Philpott, a conspiracy theorist, wears a tinfoil hat wherever he goes, and says that the hat on his head, made with several layers of tinfoil, shields the brain from threats such as electromagnetic fields, mind control and mind reading.
Everyone says — if they were asked anyway — that this is exactly what Philpott (not his real name) would tell reporters, if one ever approached him about his hat. Even Gigaom.com agrees that tinfoil provides a sensible balance to the issue of incoming signals, which could also stop hackers, accoding to several websites.
Mr. Trump knows this. If he is covering phones in the White House with tinfoil, it blocks eavesdropping too. How he found out about former President Obama tapped phones at Trump Tower is not yet known, but without question, White House officials can’t be too careful when it comes to this kind of thing.

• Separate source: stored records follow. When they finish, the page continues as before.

//! Uniform resampling of aligned signals

use tracing::debug;

use super::{Trajectory, TrajectoryRow};
use crate::align::AlignedSignals;
use crate::config::InterpolationConfig;
use crate::error::{PipelineError, Result};
use crate::filters::{interp_extrapolate, interp_nearest};

/// Repair a resampled lapdist trace.
///
/// A true reset drops by more than `reset_drop` and lands below `reset_ceiling`.
/// Inside each segment between true resets any decrease is clamped to the previous
/// value and any increase is limited to `max_slope * dt_s`.
pub fn repair_lapdist(lapdist: &[f64], dt_s: f64, config: &InterpolationConfig) -> Vec<f64> {
    let n = lapdist.len();
    let mut starts: Vec<usize> = vec![0];
    starts.extend((1..n).filter(|&i| {
        lapdist[i] < lapdist[i - 1] - config.reset_drop && lapdist[i] < config.reset_ceiling
    }));

    let max_step = config.max_slope * dt_s;
    let mut out = lapdist.to_vec();
    for (k, &start) in starts.iter().enumerate() {
        let end = starts.get(k + 1).copied().unwrap_or(n);
        for i in (start + 1)..end {
            let prev = out[i - 1];
            out[i] = out[i].max(prev).min(prev + max_step);
        }
    }
    out
}

/// Resample aligned signals onto a `dt_ms` grid starting at session time 0.
///
/// Continuous channels use linear interpolation with extrapolation, discrete
/// channels (gear, steering, lap) take the nearest sample. Fails when fewer than two
/// distinct timestamps remain or the grid would have fewer than two rows.
pub fn interpolate_trajectory(
    aligned: &AlignedSignals,
    config: &InterpolationConfig,
) -> Result<Trajectory> {
    let s = &aligned.signals;
    let insufficient = |rows: usize| PipelineError::InsufficientData {
        vehicle: s.vehicle_id.clone(),
        rows,
        required: 2,
    };

    let mut order: Vec<usize> = (0..aligned.rel_time_s.len()).collect();
    order.sort_by(|&a, &b| aligned.rel_time_s[a].total_cmp(&aligned.rel_time_s[b]));
    order.dedup_by(|b, a| aligned.rel_time_s[*a] == aligned.rel_time_s[*b]);
    if order.len() < 2 {
        return Err(insufficient(order.len()));
    }

    let pick = |column: &[f64]| -> Vec<f64> { order.iter().map(|&i| column[i]).collect() };
    let t = pick(&aligned.rel_time_s);
    let t_last_ms = (t[t.len() - 1] * 1000.0).round() as i64;
    let dt_ms = config.dt_ms.max(1) as i64;
    let n_grid = ((t_last_ms + dt_ms - 1) / dt_ms).max(0) as usize;
    if n_grid < 2 {
        return Err(insufficient(n_grid));
    }
    let grid: Vec<f64> = (0..n_grid)
        .map(|k| (k as i64 * dt_ms) as f64 / 1000.0)
        .collect();

    let linear = |column: &[f64]| -> Vec<f64> {
        let fp = pick(column);
        grid.iter().map(|&g| interp_extrapolate(g, &t, &fp)).collect()
    };
    let nearest = |column: &[f64]| -> Vec<f64> {
        let fp = pick(column);
        grid.iter().map(|&g| interp_nearest(g, &t, &fp)).collect()
    };

    let x = linear(&s.x);
    let y = linear(&s.y);
    let speed = linear(&s.speed);
    let brake_front = linear(&s.brake_front);
    let brake_rear = linear(&s.brake_rear);
    let accx = linear(&s.accx);
    let accy = linear(&s.accy);
    let gear = nearest(&s.gear);
    let steering = nearest(&s.steering_deg);
    let mut lap = nearest(&s.lap);

    let min_lap = lap.iter().copied().fold(f64::INFINITY, f64::min);
    if min_lap.is_finite() && min_lap > 1.0 {
        for l in &mut lap {
            *l -= min_lap - 1.0;
        }
    }

    let dt_s = dt_ms as f64 / 1000.0;
    let lapdist = repair_lapdist(&linear(&s.lapdist), dt_s, config);

    let rows = (0..n_grid)
        .map(|i| {
            let (dx, dy) = if i + 1 < n_grid {
                (x[i + 1] - x[i], y[i + 1] - y[i])
            } else {
                (0.0, 0.0)
            };
            let accel = accx[i].hypot(accy[i]).clamp(0.0, config.accel_clip);
            TrajectoryRow {
                x: x[i],
                y: y[i],
                speed: speed[i],
                lapdist: lapdist[i],
                brake_front: brake_front[i],
                brake_rear: brake_rear[i],
                gear: gear[i],
                steering_deg: steering[i],
                heading_rad: dy.atan2(dx),
                accel_norm: if config.accel_clip > 0.0 { accel / config.accel_clip } else { 0.0 },
                lap: lap[i],
            }
        })
        .collect::<Vec<_>>();

    debug!("Vehicle {}: {} trajectory rows", s.vehicle_id, rows.len());
    Ok(Trajectory::new(s.vehicle_id.clone(), config.dt_ms, rows))
}
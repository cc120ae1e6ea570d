//! Pipeline configuration
//!
//! Every empirical threshold used by the pipeline lives here. A config file is a
//! JSON document; any section or field left out takes its default.

use std::fs;
use std::path::Path;

use serde::{Deserialize, Serialize};

use crate::error::Result;

/// Top-level configuration for a pipeline run and the runtime layer
#[derive(Debug, Clone, Default, PartialEq, Serialize, Deserialize)]
#[serde(default)]
pub struct PipelineConfig {
    /// Signal extraction settings
    pub signals: SignalConfig,
    /// Session start detection
    pub alignment: AlignmentConfig,
    /// Uniform resampling and lapdist repair
    pub interpolation: InterpolationConfig,
    /// Global racing line filters
    pub racing_line: RacingLineConfig,
    /// Per-car racing line settings
    pub per_car_line: PerCarLineConfig,
    /// Canonical line, speed profile and sector settings
    pub canonical: CanonicalConfig,
    /// Trail export settings
    pub trail: TrailConfig,
    /// Runtime query settings
    pub runtime: RuntimeConfig,
}

impl PipelineConfig {
    /// Load a config from a JSON file
    pub fn load<P: AsRef<Path>>(path: P) -> Result<Self> {
        let content = fs::read_to_string(path)?;
        let config = serde_json::from_str(&content)?;
        Ok(config)
    }

    /// Save the config as pretty-printed JSON
    pub fn save<P: AsRef<Path>>(&self, path: P) -> Result<()> {
        let content = serde_json::to_string_pretty(self)?;
        fs::write(path, content)?;
        Ok(())
    }
}

/// Signal extraction settings
#[derive(Debug, Clone, PartialEq, Serialize, Deserialize)]
#[serde(default)]
pub struct SignalConfig {
    /// Timestamp rounding step in milliseconds
    pub round_ms: i64,
    /// Vehicles with fewer joined rows are skipped
    pub min_rows: usize,
    /// Duplicate ratio above which a warning is logged
    pub duplicate_warn_ratio: f64,
}

impl Default for SignalConfig {
    fn default() -> Self {
        Self {
            round_ms: 100,
            min_rows: 100,
            duplicate_warn_ratio: 0.2,
        }
    }
}

/// Session start detection settings
#[derive(Debug, Clone, PartialEq, Serialize, Deserialize)]
#[serde(default)]
pub struct AlignmentConfig {
    /// Lapdist drop treated as a lap reset
    pub reset_drop: f64,
    /// Speed above which a car counts as moving
    pub motion_speed: f64,
    /// Length of the sustained-motion window in seconds
    pub window_s: f64,
    /// Rows required after alignment
    pub min_rows: usize,
}

impl Default for AlignmentConfig {
    fn default() -> Self {
        Self {
            reset_drop: 1000.0,
            motion_speed: 20.0,
            window_s: 3.0,
            min_rows: 100,
        }
    }
}

/// Resampling and lapdist repair settings
#[derive(Debug, Clone, PartialEq, Serialize, Deserialize)]
#[serde(default)]
pub struct InterpolationConfig {
    /// Output sample period in milliseconds
    pub dt_ms: u32,
    /// A true lap reset drops by more than this
    pub reset_drop: f64,
    /// ...and lands below this distance
    pub reset_ceiling: f64,
    /// Maximum lapdist growth per second
    pub max_slope: f64,
    /// Acceleration magnitude mapped to accel_norm = 1
    pub accel_clip: f64,
}

impl Default for InterpolationConfig {
    fn default() -> Self {
        Self {
            dt_ms: 10,
            reset_drop: 100.0,
            reset_ceiling: 500.0,
            max_slope: 120.0,
            accel_clip: 12.0,
        }
    }
}

/// Global racing line settings
#[derive(Debug, Clone, PartialEq, Serialize, Deserialize)]
#[serde(default)]
pub struct RacingLineConfig {
    /// Output point count
    pub n_points: usize,
    /// Samples below this speed are dropped
    pub min_speed: f64,
    /// Maximum distance from the coarse bucket median
    pub max_deviation: f64,
    /// Coarse bucket count for the deviation filter
    pub coarse_bins: usize,
    /// Window count for pit-lane detection
    pub pit_windows: usize,
    /// Windows slower than this on average may be pit windows
    pub pit_window_speed: f64,
    /// ...when their spread exceeds this
    pub pit_window_spread: f64,
    /// Edges longer than this invalidate both ends
    pub max_jump: f64,
    /// Periodic smoothing sigma in points
    pub smooth_sigma: f64,
    /// Vehicles with a smaller lapdist range are ignored
    pub min_lapdist_range: f64,
}

impl Default for RacingLineConfig {
    fn default() -> Self {
        Self {
            n_points: 1500,
            min_speed: 8.0,
            max_deviation: 20.0,
            coarse_bins: 100,
            pit_windows: 50,
            pit_window_speed: 15.0,
            pit_window_spread: 30.0,
            max_jump: 15.0,
            smooth_sigma: 2.0,
            min_lapdist_range: 100.0,
        }
    }
}

/// Per-car racing line settings
#[derive(Debug, Clone, PartialEq, Serialize, Deserialize)]
#[serde(default)]
pub struct PerCarLineConfig {
    /// Output point count
    pub n_points: usize,
    /// Laps required
    pub min_laps: usize,
    /// Lapdist drop that starts a new lap
    pub lap_drop: f64,
    /// Segments need more samples than this
    pub min_lap_samples: usize,
    /// Segments need at least this lapdist range
    pub min_lap_range: f64,
    /// Periodic smoothing sigma in points
    pub smooth_sigma: f64,
}

impl Default for PerCarLineConfig {
    fn default() -> Self {
        Self {
            n_points: 30_000,
            min_laps: 3,
            lap_drop: 100.0,
            min_lap_samples: 100,
            min_lap_range: 100.0,
            smooth_sigma: 3.0,
        }
    }
}

/// Canonical line settings
#[derive(Debug, Clone, PartialEq, Serialize, Deserialize)]
#[serde(default)]
pub struct CanonicalConfig {
    /// Vehicle whose lap anchors the ENU origin
    pub reference_vehicle: String,
    /// Lap of the reference vehicle
    pub reference_lap: i64,
    /// Points on the canonical grid
    pub n_points: usize,
    /// Laps numbered this are never valid (out lap)
    pub excluded_lap: i64,
    /// GPS rows needed for a valid lap
    pub min_gps_rows: usize,
    /// Minimum lap duration in seconds
    pub min_lap_duration_s: f64,
    /// Valid laps needed for a valid car
    pub min_valid_laps: usize,
    /// Cars beyond this z-score are rejected
    pub outlier_z: f64,
    /// Savitzky-Golay window length
    pub savgol_window: usize,
    /// Savitzky-Golay polynomial degree
    pub savgol_degree: usize,
    /// Curvature smoothing sigma in points
    pub curvature_sigma: f64,
    /// Measured speed smoothing sigma in samples
    pub speed_sigma: f64,
    /// Measured speed clip in m/s
    pub max_speed_ms: f64,
    /// Time steps below this (seconds) are replaced by the median step
    pub min_dt_s: f64,
    /// Percentile of lap speeds used as reference speed
    pub ref_percentile: f64,
    /// Fractional slowdown at maximum curvature
    pub curvature_derate: f64,
    /// Ideal speed floor in m/s
    pub min_ideal_speed_ms: f64,
    /// Number of equal-distance sectors
    pub n_sectors: usize,
}

impl Default for CanonicalConfig {
    fn default() -> Self {
        Self {
            reference_vehicle: "GR86-016-55".to_string(),
            reference_lap: 2,
            n_points: 30_000,
            excluded_lap: 1,
            min_gps_rows: 50,
            min_lap_duration_s: 40.0,
            min_valid_laps: 3,
            outlier_z: 2.5,
            savgol_window: 101,
            savgol_degree: 3,
            curvature_sigma: 8.0,
            speed_sigma: 2.0,
            max_speed_ms: 90.0,
            min_dt_s: 0.005,
            ref_percentile: 95.0,
            curvature_derate: 0.55,
            min_ideal_speed_ms: 15.0,
            n_sectors: 3,
        }
    }
}

/// Which speed a trail delta compares against
#[derive(Debug, Clone, Copy, Default, PartialEq, Eq, Serialize, Deserialize)]
#[serde(rename_all = "lowercase")]
pub enum TrailCompare {
    /// 95th percentile reference speed
    #[default]
    Ref,
    /// Curvature-derated ideal speed
    Ideal,
}

impl TrailCompare {
    /// Label used in file names and index rows
    pub fn as_str(&self) -> &'static str {
        match self {
            TrailCompare::Ref => "ref",
            TrailCompare::Ideal => "ideal",
        }
    }
}

impl std::str::FromStr for TrailCompare {
    type Err = String;

    fn from_str(s: &str) -> std::result::Result<Self, Self::Err> {
        match s.to_ascii_lowercase().as_str() {
            "ref" => Ok(TrailCompare::Ref),
            "ideal" => Ok(TrailCompare::Ideal),
            other => Err(format!("unknown comparison '{other}', expected 'ref' or 'ideal'")),
        }
    }
}

/// Trail export settings
#[derive(Debug, Clone, PartialEq, Serialize, Deserialize)]
#[serde(default)]
pub struct TrailConfig {
    /// Trailing window length in seconds
    pub seconds: f64,
    /// Speed the delta compares against
    pub compare: TrailCompare,
    /// Samples kept when the lap is shorter than the window
    pub fallback_samples: usize,
}

impl Default for TrailConfig {
    fn default() -> Self {
        Self {
            seconds: 15.0,
            compare: TrailCompare::Ref,
            fallback_samples: 50,
        }
    }
}

/// Reference line used for deviation queries
#[derive(Debug, Clone, Copy, Default, PartialEq, Eq, Hash, Serialize, Deserialize)]
pub enum ReferenceMode {
    /// The car's own median racing line
    #[default]
    PerCarLine,
    /// The fleet-wide racing line
    GlobalLine,
    /// The car's individual line
    IndividualLine,
}

/// Runtime query settings
#[derive(Debug, Clone, PartialEq, Serialize, Deserialize)]
#[serde(default)]
pub struct RuntimeConfig {
    /// Reference line for deviation in car states
    pub reference_mode: ReferenceMode,
    /// Lapdist drop that marks a new lap for sector timing
    pub lap_drop: f64,
    /// Samples a lap needs before it is timed
    pub min_lap_samples: usize,
    /// Sector delta below this is reported as level
    pub delta_tolerance_s: f64,
    /// Half length of sector marker segments in metres
    pub sector_marker_half_width: f64,
}

impl Default for RuntimeConfig {
    fn default() -> Self {
        Self {
            reference_mode: ReferenceMode::PerCarLine,
            lap_drop: 100.0,
            min_lap_samples: 10,
            delta_tolerance_s: 0.001,
            sector_marker_half_width: 20.0,
        }
    }
}

#[cfg(test)]
mod tests {
    use super::*;
    use pretty_assertions::assert_eq;

    #[test]
    fn test_partial_config_fills_defaults() {
        let json = r#"{ "interpolation": { "max_slope": 90.0 }, "trail": { "compare": "ideal" } }"#;
        let config: PipelineConfig = serde_json::from_str(json).unwrap();
        assert_eq!(config.interpolation.max_slope, 90.0);
        assert_eq!(config.interpolation.dt_ms, 10);
        assert_eq!(config.trail.compare, TrailCompare::Ideal);
        assert_eq!(config.racing_line, RacingLineConfig::default());
    }

    #[test]
    fn test_save_and_load() {
        let dir = tempfile::tempdir().unwrap();
        let path = dir.path().join("config.json");
        let mut config = PipelineConfig::default();
        config.canonical.n_sectors = 4;
        config.runtime.reference_mode = ReferenceMode::GlobalLine;
        config.save(&path).unwrap();
        assert_eq!(PipelineConfig::load(&path).unwrap(), config);
    }

    #[test]
    fn test_trail_compare_parse() {
        assert_eq!("REF".parse::<TrailCompare>().unwrap(), TrailCompare::Ref);
        assert!("fast".parse::<TrailCompare>().is_err());
    }
}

Borowitz said Mr. Trump contacted staffers Kellyanne Conway and Sean Spicer at approximately 6 A.M. and instructed them to purchase enough tinfoil to cover every phone in the building.
According to Google, "wearing a tinfoil hat" means that the individual wearing it is paranoid or has a belief in conspiracy theories, especially involving government surveillance or paranormal beings. But aluminum foil, and other electrically conductive metals such as copper, can reflect and absorb radio waves and consequently interferes with their transmission. just as Giagom reported.
Radio waves, which carry cell phone signals, are called electromagnetic radiation, a moving electric field that travels at the speed of light, according to Techin.com. An aluminum-foil barrier cancels that fields, so the radio wave cannot pass through it. A cell phone surrounded on all sides by foil receives no radio waves:
“While the Faraday Cage formed by aluminum foil surrounding a cell phone keeps signals from reaching it, it also blocks signals coming from the cell phone.” the site said. “If you sat inside a Faraday Cage the size of a small room with a cell phone, you would not be able to make any calls because the cell tower would not receive your signal. You could communicate with a partner using walkie-talkies inside the cage, but not to anyone outside it.”
Iron and steel are also good conductors, Techin said. Thus White House Staff will not have to worry about this area of the building.
"Steel-framed buildings and structures often have many cell signal dead zones because the beams form unintended Faraday Cages, blocking radio waves (of all kinds)."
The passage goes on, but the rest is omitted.